Sabo reiterated the importance of having an accurate count in 2020.

“The money goes where the response is, not necessarily where the need is,” Sabo said.

Rowan County had a 73% participation rate in the 2010 census, increasing by 3% over 2000. Statewide, the participation rate was 76% in 2010 and 69% in 2000.

County Planning and Development Director Ed Muire said the goal for the state is 82% participation for 2020. The participation rate may fall short in rural areas of the county because of a lack of internet service.

Rowan County stakeholders will form Complete Count Committees, which Sabo said contributed to the increased participation in the last census. The Census Bureau works with tribal, state and local governments and community organizations to form the committees across the country. They plan and implement locally based outreach campaigns to raise awareness of the census and drive participation.

Those committees will tap into the hard-to-count communities that usually have low participate rates.

Sabo said the biggest barrier for people not completing census forms is distrust of the government. He said once people know how the $675 billion annual federal funding is distributed and how it affects them locally through roadside education, health grants and more, there is higher participation.

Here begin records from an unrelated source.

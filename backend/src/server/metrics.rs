//! Optional Prometheus middleware exposing `/metrics`.

use std::sync::Arc;

use actix_service::boxed::{self, BoxService};
use actix_service::{Service, ServiceExt as _, Transform};
use actix_web::body::{BoxBody, MessageBody};
use actix_web::dev::{ServiceRequest, ServiceResponse};
use actix_web::middleware::Compat;
use actix_web_prom::{PrometheusMetrics, PrometheusMetricsBuilder};
use futures_util::future::LocalBoxFuture;

/// Build the Prometheus middleware under the `blog` namespace.
///
/// # Errors
/// Returns [`std::io::Error`] when the collectors cannot be registered.
pub(crate) fn prometheus() -> std::io::Result<PrometheusMetrics> {
    PrometheusMetricsBuilder::new("blog")
        .endpoint("/metrics")
        .build()
        .map_err(|err| std::io::Error::other(format!("prometheus setup failed: {err}")))
}

/// Wraps the app with Prometheus when configured and passes through
/// otherwise, keeping one concrete app type either way.
#[derive(Clone)]
pub(crate) enum MetricsLayer {
    Enabled(Arc<PrometheusMetrics>),
    Disabled,
}

impl From<Option<PrometheusMetrics>> for MetricsLayer {
    fn from(metrics: Option<PrometheusMetrics>) -> Self {
        metrics.map_or(Self::Disabled, |metrics| Self::Enabled(Arc::new(metrics)))
    }
}

impl<S, B> Transform<S, ServiceRequest> for MetricsLayer
where
    S: Service<ServiceRequest, Response = ServiceResponse<B>, Error = actix_web::Error> + 'static,
    B: MessageBody + 'static,
{
    type Response = ServiceResponse<BoxBody>;
    type Error = actix_web::Error;
    type InitError = ();
    type Transform = BoxService<ServiceRequest, ServiceResponse<BoxBody>, actix_web::Error>;
    type Future = LocalBoxFuture<'static, Result<Self::Transform, Self::InitError>>;

    fn new_transform(&self, service: S) -> Self::Future {
        match self {
            Self::Enabled(metrics) => {
                let fut = Compat::new(PrometheusMetrics::clone(metrics)).new_transform(service);
                Box::pin(async move { Ok(boxed::service(fut.await?)) })
            }
            Self::Disabled => {
                let svc = service.map(ServiceResponse::map_into_boxed_body);
                Box::pin(async move { Ok(boxed::service(svc)) })
            }
        }
    }
}
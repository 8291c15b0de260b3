//! Time-bounded caching of rendered pages.
//!
//! Entries live for [`PAGE_CACHE_TTL`] and are otherwise only removed by an
//! explicit [`PageCacheService::flush`]. Writes elsewhere in the system never
//! invalidate them. A failing backend degrades to rendering every request.

use std::future::Future;
use std::sync::Arc;
use std::time::Duration;

use tracing::{debug, warn};

use super::Error;
use super::ports::{CachedPage, PageCache, PageCacheKey};

/// Namespace of cached home feed pages.
pub const INDEX_PAGE_PREFIX: &str = "index_page";

/// Lifetime of a cached page.
pub const PAGE_CACHE_TTL: Duration = Duration::from_secs(20);

/// Wraps a [`PageCache`] with the read-through policy used by handlers.
#[derive(Clone)]
pub struct PageCacheService {
    cache: Arc<dyn PageCache>,
    prefix: String,
    ttl: Duration,
}

impl PageCacheService {
    /// Cache pages under [`INDEX_PAGE_PREFIX`] for [`PAGE_CACHE_TTL`].
    pub fn new(cache: Arc<dyn PageCache>) -> Self {
        Self::with_policy(cache, INDEX_PAGE_PREFIX, PAGE_CACHE_TTL)
    }

    /// Cache pages under `prefix` for `ttl`.
    pub fn with_policy(cache: Arc<dyn PageCache>, prefix: impl Into<String>, ttl: Duration) -> Self {
        Self {
            cache,
            prefix: prefix.into(),
            ttl,
        }
    }

    /// Lifetime applied to new entries.
    pub fn ttl(&self) -> Duration {
        self.ttl
    }

    /// Return the cached page for `target`, rendering and storing it on a
    /// miss.
    ///
    /// Render errors are returned and nothing is cached.
    pub async fn get_or_render<F, Fut>(&self, target: &str, render: F) -> Result<CachedPage, Error>
    where
        F: FnOnce() -> Fut + Send,
        Fut: Future<Output = Result<CachedPage, Error>> + Send,
    {
        let key = PageCacheKey::new(self.prefix.as_str(), target)
            .map_err(|err| Error::invalid_request(err.to_string()))?;

        match self.cache.get(&key).await {
            Ok(Some(page)) => {
                debug!(%key, "page cache hit");
                return Ok(page);
            }
            Ok(None) => debug!(%key, "page cache miss"),
            Err(err) => warn!(%key, error = %err, "page cache read failed; rendering uncached"),
        }

        let page = render().await?;
        if let Err(err) = self.cache.put(&key, &page, self.ttl).await {
            warn!(%key, error = %err, "page cache write failed");
        }
        Ok(page)
    }

    /// Drop every cached page in this namespace.
    pub async fn flush(&self) -> Result<(), Error> {
        self.cache
            .flush(self.prefix.as_str())
            .await
            .map_err(|err| Error::service_unavailable(err.to_string()))?;
        debug!(prefix = %self.prefix, "page cache flushed");
        Ok(())
    }
}
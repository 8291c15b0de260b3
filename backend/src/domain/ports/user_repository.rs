//! Port abstraction for user lookup and removal.
use async_trait::async_trait;

use crate::domain::{User, UserId, Username};

use super::RepositoryError;

#[cfg_attr(test, mockall::automock)]
#[async_trait]
pub trait UserRepository: Send + Sync {
    /// Fetch a user by identifier.
    async fn find_by_id(&self, id: &UserId) -> Result<Option<User>, RepositoryError>;

    /// Fetch a user by username.
    async fn find_by_username(&self, username: &Username)
    -> Result<Option<User>, RepositoryError>;

    /// Remove a user together with their posts, comments and follow edges.
    ///
    /// Returns `false` when no such user exists.
    async fn delete(&self, id: &UserId) -> Result<bool, RepositoryError>;
}
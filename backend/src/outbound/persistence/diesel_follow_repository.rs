//! PostgreSQL-backed `FollowRepository`.
//!
//! Duplicate edges are absorbed by `ON CONFLICT DO NOTHING` against the
//! `(user_id, author_id)` unique constraint.

use async_trait::async_trait;
use diesel::dsl::{count_star, exists};
use diesel::prelude::*;
use diesel_async::RunQueryDsl;

use crate::domain::ports::{FollowRepository, RepositoryError};
use crate::domain::{FollowEdge, UserId};

use super::diesel_basic_error_mapping::{map_diesel_error, map_pool_error};
use super::pool::DbPool;
use super::schema::follows;

/// Diesel-backed follow repository.
#[derive(Clone)]
pub struct DieselFollowRepository {
    pool: DbPool,
}

impl DieselFollowRepository {
    pub fn new(pool: DbPool) -> Self {
        Self { pool }
    }
}

#[async_trait]
impl FollowRepository for DieselFollowRepository {
    async fn insert(&self, edge: &FollowEdge) -> Result<bool, RepositoryError> {
        let mut conn = self.pool.get().await.map_err(map_pool_error)?;
        let inserted = diesel::insert_into(follows::table)
            .values((
                follows::user_id.eq(*edge.user().as_uuid()),
                follows::author_id.eq(*edge.author().as_uuid()),
            ))
            .on_conflict((follows::user_id, follows::author_id))
            .do_nothing()
            .execute(&mut conn)
            .await
            .map_err(map_diesel_error)?;
        Ok(inserted > 0)
    }

    async fn delete(&self, edge: &FollowEdge) -> Result<bool, RepositoryError> {
        let mut conn = self.pool.get().await.map_err(map_pool_error)?;
        let removed = diesel::delete(
            follows::table
                .filter(follows::user_id.eq(*edge.user().as_uuid()))
                .filter(follows::author_id.eq(*edge.author().as_uuid())),
        )
        .execute(&mut conn)
        .await
        .map_err(map_diesel_error)?;
        Ok(removed > 0)
    }

    async fn exists(&self, edge: &FollowEdge) -> Result<bool, RepositoryError> {
        let mut conn = self.pool.get().await.map_err(map_pool_error)?;
        diesel::select(exists(
            follows::table
                .filter(follows::user_id.eq(*edge.user().as_uuid()))
                .filter(follows::author_id.eq(*edge.author().as_uuid())),
        ))
        .get_result(&mut conn)
        .await
        .map_err(map_diesel_error)
    }

    async fn count_for_user(&self, user: &UserId) -> Result<usize, RepositoryError> {
        let mut conn = self.pool.get().await.map_err(map_pool_error)?;
        let count: i64 = follows::table
            .filter(follows::user_id.eq(*user.as_uuid()))
            .select(count_star())
            .get_result(&mut conn)
            .await
            .map_err(map_diesel_error)?;
        usize::try_from(count).map_err(|err| RepositoryError::query(err.to_string()))
    }
}
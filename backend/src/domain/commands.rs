//! Domain-level command types.
//!
//! The REST layer receives loosely-typed [`CreateExpenseRequest`] bodies;
//! services turn them into a [`NewExpense`] before anything is persisted.

use chrono::{DateTime, NaiveDate};
use shared::{AmountInput, CreateExpenseRequest};

use super::errors::ValidationError;

/// A validated, coerced expense ready to be assigned an identity
#[derive(Debug, Clone, PartialEq)]
pub struct NewExpense {
    pub date: NaiveDate,
    pub category: String,
    pub description: String,
    pub amount: f64,
}

impl TryFrom<CreateExpenseRequest> for NewExpense {
    type Error = ValidationError;

    fn try_from(request: CreateExpenseRequest) -> Result<Self, Self::Error> {
        let date = present(request.date).ok_or(ValidationError::MissingFields)?;
        let category = present(request.category).ok_or(ValidationError::MissingFields)?;
        let description = present(request.description).ok_or(ValidationError::MissingFields)?;
        let amount = request.amount.ok_or(ValidationError::MissingFields)?;

        Ok(Self {
            date: parse_date(&date)?,
            category,
            description,
            amount: parse_amount(amount)?,
        })
    }
}

/// Trimmed value, or None when absent or blank
fn present(value: Option<String>) -> Option<String> {
    value
        .map(|v| v.trim().to_string())
        .filter(|v| !v.is_empty())
}

/// Accepts `YYYY-MM-DD` or an RFC 3339 timestamp (its calendar date is kept)
fn parse_date(raw: &str) -> Result<NaiveDate, ValidationError> {
    NaiveDate::parse_from_str(raw, "%Y-%m-%d")
        .or_else(|_| DateTime::parse_from_rfc3339(raw).map(|dt| dt.date_naive()))
        .map_err(|_| ValidationError::InvalidDate(raw.to_string()))
}

fn parse_amount(amount: AmountInput) -> Result<f64, ValidationError> {
    let value = match amount {
        AmountInput::Number(value) => value,
        AmountInput::Text(text) => {
            let trimmed = text.trim();
            if trimmed.is_empty() {
                return Err(ValidationError::MissingFields);
            }
            trimmed
                .parse::<f64>()
                .map_err(|_| ValidationError::InvalidAmount(text.clone()))?
        }
    };

    if value.is_finite() {
        Ok(value)
    } else {
        Err(ValidationError::InvalidAmount(value.to_string()))
    }
}
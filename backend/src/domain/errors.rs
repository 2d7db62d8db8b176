use thiserror::Error;

/// Problems with a create request that the client can fix
#[derive(Debug, Error, PartialEq)]
pub enum ValidationError {
    #[error("All fields are required")]
    MissingFields,
    #[error("Invalid date '{0}', expected YYYY-MM-DD")]
    InvalidDate(String),
    #[error("Invalid amount '{0}', expected a number")]
    InvalidAmount(String),
}

#[derive(Debug, Error)]
pub enum ExpenseError {
    #[error(transparent)]
    Validation(#[from] ValidationError),
    /// The store could not be reached or rejected the operation
    #[error("Persistence failure: {0}")]
    Persistence(#[from] anyhow::Error),
}
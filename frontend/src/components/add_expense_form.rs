use shared::{AmountInput, CreateExpenseRequest, Expense};
use wasm_bindgen_futures::spawn_local;
use web_sys::HtmlInputElement;
use yew::prelude::*;

use crate::services::{ApiClient, Logger};

/// Numbers go over the wire as numbers; anything else is left for the
/// server to reject with a readable message.
pub fn amount_input(raw: &str) -> AmountInput {
    match raw.trim().parse::<f64>() {
        Ok(value) => AmountInput::Number(value),
        Err(_) => AmountInput::Text(raw.to_string()),
    }
}

#[derive(Properties, PartialEq)]
pub struct AddExpenseFormProps {
    pub api_client: ApiClient,
    pub on_created: Callback<Expense>,
}

fn bind_input(handle: &UseStateHandle<String>) -> Callback<InputEvent> {
    let handle = handle.clone();
    Callback::from(move |e: InputEvent| {
        let input: HtmlInputElement = e.target_unchecked_into();
        handle.set(input.value());
    })
}

#[function_component(AddExpenseForm)]
pub fn add_expense_form(props: &AddExpenseFormProps) -> Html {
    let date = use_state(String::new);
    let category = use_state(String::new);
    let description = use_state(String::new);
    let amount = use_state(String::new);
    let submitting = use_state(|| false);
    let form_error = use_state(|| None::<String>);

    let onsubmit = {
        let api_client = props.api_client.clone();
        let on_created = props.on_created.clone();
        let date = date.clone();
        let category = category.clone();
        let description = description.clone();
        let amount = amount.clone();
        let submitting = submitting.clone();
        let form_error = form_error.clone();

        Callback::from(move |e: SubmitEvent| {
            e.prevent_default();

            let request = CreateExpenseRequest {
                date: Some((*date).clone()),
                category: Some((*category).clone()),
                description: Some((*description).clone()),
                amount: Some(amount_input(&amount)),
            };

            let api_client = api_client.clone();
            let on_created = on_created.clone();
            let date = date.clone();
            let category = category.clone();
            let description = description.clone();
            let amount = amount.clone();
            let submitting = submitting.clone();
            let form_error = form_error.clone();

            submitting.set(true);
            form_error.set(None);

            spawn_local(async move {
                match api_client.create_expense(&request).await {
                    Ok(expense) => {
                        Logger::info_with_component("add_expense_form", &format!("Added expense {}", expense.id));
                        date.set(String::new());
                        category.set(String::new());
                        description.set(String::new());
                        amount.set(String::new());
                        on_created.emit(expense);
                    }
                    Err(message) => {
                        Logger::warn_with_component("add_expense_form", &message);
                        form_error.set(Some(message));
                    }
                }
                submitting.set(false);
            });
        })
    };

    html! {
        <section class="card add-expense">
            <h2>{"Add Expense"}</h2>
            <form id="expense-form" {onsubmit}>
                <div class="form-row">
                    <input type="date" id="date" value={(*date).clone()} oninput={bind_input(&date)} required=true />
                    <input type="text" id="category" placeholder="Category" value={(*category).clone()} oninput={bind_input(&category)} required=true />
                </div>
                <div class="form-row">
                    <input type="text" id="description" placeholder="Description" value={(*description).clone()} oninput={bind_input(&description)} required=true />
                    <input type="number" id="amount" step="0.01" placeholder="Amount (₹)" value={(*amount).clone()} oninput={bind_input(&amount)} required=true />
                </div>
                <button type="submit" disabled={*submitting}>
                    {if *submitting { "Saving..." } else { "Add Expense" }}
                </button>
            </form>
            {if let Some(error) = (*form_error).as_ref() {
                html! { <div class="form-message error">{error}</div> }
            } else {
                html! {}
            }}
        </section>
    }
}
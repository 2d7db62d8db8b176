mod components;
mod hooks;
mod services;

use shared::{group_by_category, SpendingSummary};
use yew::prelude::*;

use components::{AddExpenseForm, DayComparison, MonthComparison, PeriodFilter, PieChart, SummaryPanel};
use hooks::use_expenses;
use services::{date_utils, ApiClient};

#[function_component(App)]
fn app() -> Html {
    let api_client = use_memo((), |_| ApiClient::new());
    let expenses = use_expenses(&api_client);
    let state = &*expenses.state;

    let today = date_utils::today();
    let visible = state.visible(today);
    let totals = group_by_category(&visible);
    let summary = SpendingSummary::from_expenses(&visible);

    html! {
        <div class="container">
            <header>
                <h1>{"Expense Tracker"}</h1>
            </header>

            <AddExpenseForm api_client={(*api_client).clone()} on_created={expenses.actions.expense_added.clone()} />

            <section class="card overview">
                <h2>{"Spending Overview"}</h2>
                <PeriodFilter active={state.period} on_select={expenses.actions.select_period.clone()} />
                {if state.loading {
                    html! { <p class="loading">{"Loading expenses..."}</p> }
                } else if let Some(error) = state.load_error.as_ref() {
                    html! { <p class="form-message error">{format!("Could not load expenses: {}", error)}</p> }
                } else {
                    html! {}
                }}
                <PieChart {totals} />
                <SummaryPanel {summary} />
            </section>

            <DayComparison expenses={state.expenses.clone()} />
            <MonthComparison expenses={state.expenses.clone()} {today} />
        </div>
    }
}

fn main() {
    yew::Renderer::<App>::new().render();
}
use chrono::NaiveDate;

/// The browser's current local calendar date
pub fn today() -> NaiveDate {
    let now = js_sys::Date::new_0();
    date_from_parts(now.get_full_year() as i32, now.get_month() + 1, now.get_date()).unwrap_or_default()
}

pub fn date_from_parts(year: i32, month: u32, day: u32) -> Option<NaiveDate> {
    NaiveDate::from_ymd_opt(year, month, day)
}

/// Value of an `<input type="date">`; empty or malformed input is `None`
pub fn parse_input_date(value: &str) -> Option<NaiveDate> {
    NaiveDate::parse_from_str(value.trim(), "%Y-%m-%d").ok()
}

#[cfg(test)]
mod tests {
    use super::*;

    #[test]
    fn test_date_from_parts() {
        assert_eq!(date_from_parts(2024, 2, 29), NaiveDate::from_ymd_opt(2024, 2, 29));
        assert_eq!(date_from_parts(2023, 2, 29), None);
        assert_eq!(date_from_parts(2024, 13, 1), None);
    }

    #[test]
    fn test_parse_input_date() {
        assert_eq!(parse_input_date("2024-05-01"), NaiveDate::from_ymd_opt(2024, 5, 1));
        assert_eq!(parse_input_date(""), None);
        assert_eq!(parse_input_date("05/01/2024"), None);
    }
}
use gloo::net::http::Request;
use shared::LogEntry;
use wasm_bindgen_futures::spawn_local;

use super::api::api_base_url;

/// Mirrors log lines to the browser console and forwards them to the
/// backend, which writes them into the server log.
pub struct Logger;

impl Logger {
    pub fn info_with_component(component: &str, message: &str) {
        gloo::console::info!(format!("[{}] {}", component, message));
        Self::forward("info", component, message);
    }

    pub fn warn_with_component(component: &str, message: &str) {
        gloo::console::warn!(format!("[{}] {}", component, message));
        Self::forward("warn", component, message);
    }

    pub fn error_with_component(component: &str, message: &str) {
        gloo::console::error!(format!("[{}] {}", component, message));
        Self::forward("error", component, message);
    }

    fn forward(level: &str, component: &str, message: &str) {
        let entry = LogEntry {
            level: level.to_string(),
            message: message.to_string(),
            component: Some(component.to_string()),
        };
        let url = format!("{}/api/logs", api_base_url());

        // Fire and forget
        spawn_local(async move {
            if let Ok(request) = Request::post(&url).json(&entry) {
                let _ = request.send().await;
            }
        });
    }
}
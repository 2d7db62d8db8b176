//! Expense service domain logic: validation, identity assignment and
//! delegation to the configured store.

use anyhow::Context;
use shared::{CreateExpenseRequest, Expense};
use std::sync::Arc;
use time::{format_description::well_known::Rfc3339, OffsetDateTime};
use tracing::{info, warn};
use uuid::Uuid;

use super::commands::NewExpense;
use super::errors::ExpenseError;
use crate::storage::ExpenseStorage;

#[derive(Clone)]
pub struct ExpenseService {
    repository: Arc<dyn ExpenseStorage>,
}

impl ExpenseService {
    pub fn new(repository: Arc<dyn ExpenseStorage>) -> Self {
        Self { repository }
    }

    /// Every stored expense, in the store's natural order
    pub async fn list_expenses(&self) -> Result<Vec<Expense>, ExpenseError> {
        let expenses = self.repository.list_expenses().await?;
        info!("Loaded {} expenses", expenses.len());
        Ok(expenses)
    }

    /// Validate, assign identity and timestamps, then persist
    pub async fn create_expense(&self, request: CreateExpenseRequest) -> Result<Expense, ExpenseError> {
        let new_expense = NewExpense::try_from(request)?;

        let now = OffsetDateTime::now_utc()
            .format(&Rfc3339)
            .context("Failed to format creation timestamp")?;

        let expense = Expense {
            id: Uuid::new_v4().to_string(),
            date: new_expense.date,
            category: new_expense.category,
            description: new_expense.description,
            amount: new_expense.amount,
            created_at: now.clone(),
            updated_at: now,
        };

        self.repository.store_expense(&expense).await?;
        info!("Created expense {} ({} on {})", expense.id, expense.category, expense.date);

        Ok(expense)
    }

    /// Delete by identity. Succeeds whether or not a record matched.
    pub async fn delete_expense(&self, expense_id: &str) -> Result<(), ExpenseError> {
        let deleted = self.repository.delete_expense(expense_id).await?;
        if deleted {
            info!("Deleted expense {}", expense_id);
        } else {
            warn!("Delete requested for unknown expense {}", expense_id);
        }
        Ok(())
    }
}

#[cfg(test)]
mod tests {
    use super::*;
    use crate::domain::errors::ValidationError;
    use crate::storage::test_utils::{in_memory_storage, UnavailableStorage};
    use chrono::NaiveDate;
    use shared::AmountInput;

    async fn create_test_service() -> ExpenseService {
        ExpenseService::new(in_memory_storage().await)
    }

    fn lunch_request() -> CreateExpenseRequest {
        CreateExpenseRequest {
            date: Some("2024-05-01".to_string()),
            category: Some("Food".to_string()),
            description: Some("Lunch".to_string()),
            amount: Some(AmountInput::Number(150.0)),
        }
    }

    #[tokio::test]
    async fn test_create_expense_assigns_identity_and_timestamps() {
        let service = create_test_service().await;

        let expense = service.create_expense(lunch_request()).await.unwrap();

        assert!(!expense.id.is_empty());
        assert_eq!(expense.date, NaiveDate::from_ymd_opt(2024, 5, 1).unwrap());
        assert_eq!(expense.category, "Food");
        assert_eq!(expense.amount, 150.0);
        assert!(!expense.created_at.is_empty());
        assert_eq!(expense.created_at, expense.updated_at);
        assert!(time::OffsetDateTime::parse(&expense.created_at, &Rfc3339).is_ok());
    }

    #[tokio::test]
    async fn test_created_expenses_get_distinct_ids() {
        let service = create_test_service().await;

        let first = service.create_expense(lunch_request()).await.unwrap();
        let second = service.create_expense(lunch_request()).await.unwrap();

        assert_ne!(first.id, second.id);
    }

    #[tokio::test]
    async fn test_created_expense_is_listed() {
        let service = create_test_service().await;

        let created = service.create_expense(lunch_request()).await.unwrap();
        let listed = service.list_expenses().await.unwrap();

        assert_eq!(listed, vec![created]);
    }

    #[tokio::test]
    async fn test_invalid_request_persists_nothing() {
        let service = create_test_service().await;
        let mut request = lunch_request();
        request.description = None;

        let result = service.create_expense(request).await;

        assert!(matches!(
            result,
            Err(ExpenseError::Validation(ValidationError::MissingFields))
        ));
        assert!(service.list_expenses().await.unwrap().is_empty());
    }

    #[tokio::test]
    async fn test_delete_removes_expense() {
        let service = create_test_service().await;
        let created = service.create_expense(lunch_request()).await.unwrap();

        service.delete_expense(&created.id).await.unwrap();

        assert!(service.list_expenses().await.unwrap().is_empty());
    }

    #[tokio::test]
    async fn test_delete_unknown_expense_succeeds() {
        let service = create_test_service().await;

        assert!(service.delete_expense("no-such-expense").await.is_ok());
    }

    #[tokio::test]
    async fn test_store_failures_surface_as_persistence_errors() {
        let service = ExpenseService::new(Arc::new(UnavailableStorage));

        assert!(matches!(service.list_expenses().await, Err(ExpenseError::Persistence(_))));
        assert!(matches!(service.create_expense(lunch_request()).await, Err(ExpenseError::Persistence(_))));
        assert!(matches!(service.delete_expense("any").await, Err(ExpenseError::Persistence(_))));
    }

    #[tokio::test]
    async fn test_validation_runs_before_store_is_touched() {
        let service = ExpenseService::new(Arc::new(UnavailableStorage));

        let result = service.create_expense(CreateExpenseRequest::default()).await;

        assert!(matches!(result, Err(ExpenseError::Validation(_))));
    }
}
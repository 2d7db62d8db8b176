pub mod day_comparison;
pub mod month_comparison;

pub use day_comparison::DayComparison;
pub use month_comparison::MonthComparison;
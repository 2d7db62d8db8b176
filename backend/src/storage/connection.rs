use anyhow::Result;
use sqlx::{migrate::MigrateDatabase, Sqlite, SqlitePool};
use std::sync::Arc;
use tracing::info;

/// DbConnection owns the SQLite pool backing the expense store
#[derive(Clone)]
pub struct DbConnection {
    pool: Arc<SqlitePool>,
}

impl DbConnection {
    /// Connect to `url`, creating the database file and schema if needed
    pub async fn new(url: &str) -> Result<Self> {
        if !Sqlite::database_exists(url).await.unwrap_or(false) {
            info!("Creating database at {}", url);
            Sqlite::create_database(url).await?
        }

        let pool = SqlitePool::connect(url).await?;

        Self::setup_schema(&pool).await?;

        Ok(Self { pool: Arc::new(pool) })
    }

    /// Initialize a test database with a unique name
    #[cfg(test)]
    pub async fn init_test() -> Result<Self> {
        let test_id = uuid::Uuid::new_v4().to_string();
        let db_url = format!("file:memdb_{}?mode=memory&cache=shared", test_id);

        Self::new(&db_url).await
    }

    pub fn pool(&self) -> &SqlitePool {
        &self.pool
    }

    async fn setup_schema(pool: &SqlitePool) -> Result<()> {
        sqlx::query(
            r#"
            CREATE TABLE IF NOT EXISTS expenses (
                id TEXT PRIMARY KEY,
                date TEXT NOT NULL,
                category TEXT NOT NULL,
                description TEXT NOT NULL,
                amount REAL NOT NULL,
                created_at TEXT NOT NULL,
                updated_at TEXT NOT NULL
            );
            "#,
        )
        .execute(pool)
        .await?;

        sqlx::query(
            r#"
            CREATE INDEX IF NOT EXISTS idx_expenses_date
            ON expenses(date);
            "#,
        )
        .execute(pool)
        .await?;

        Ok(())
    }
}
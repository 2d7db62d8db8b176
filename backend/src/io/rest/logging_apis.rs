use axum::{extract::State, response::Json};
use tracing::{debug, error, info, warn};

use crate::AppState;
use shared::{LogEntry, LogResponse};

/// Forward a frontend log line into the server log at the requested level
pub async fn log_message(State(_app_state): State<AppState>, Json(entry): Json<LogEntry>) -> Json<LogResponse> {
    let component = entry.component.as_deref().unwrap_or("frontend");

    match entry.level.to_lowercase().as_str() {
        "debug" => debug!(component = component, "{}", entry.message),
        "warn" => warn!(component = component, "{}", entry.message),
        "error" => error!(component = component, "{}", entry.message),
        _ => info!(component = component, "{}", entry.message),
    }

    Json(LogResponse { success: true })
}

The census currently is in a planning phase. An awareness campaign is planned in January and February. Next will be the motivation phase from March to May to encourage communities to participate in the census on April 1. The best response is through the internet, by telephone or on the mailed paper questionnaire.

The 2020 census will ask:

• How many people are living or staying at your home on April 1?

• Whether the home is owned or rented.

• The gender, age and race of each person in the home.

• Whether anyone in the home is of Hispanic, Latino or Spanish origin.

• The relationship of each person in the home.

After April 1, the U.S. Census Bureau will begin following up with households that have not responded, starting at colleges and universities where students typically leave in early May. Census workers will go door to door to contact those who haven’t responded.

Sabo said the census form should be filled out based on where someone lives on April 1. College students should use the address where the college is and not their parents’ address, so that resources can be allocated for the college community.

The Census Bureau will ensure that people “get counted once, only once, and it’s in the right spot,” Sabo said. 

Sabo said the Census Bureau’s reputation is based on trust. Census workers will never ask for Social Security numbers, bank or credit-card account numbers, money or donations, or anything on behalf of a political party.

Federal law protects census responses, and no law enforcement agency can access or use personal data. The data collected is used only for statistics.

The Census Bureau must deliver the count to the president on Dec. 31, 2020.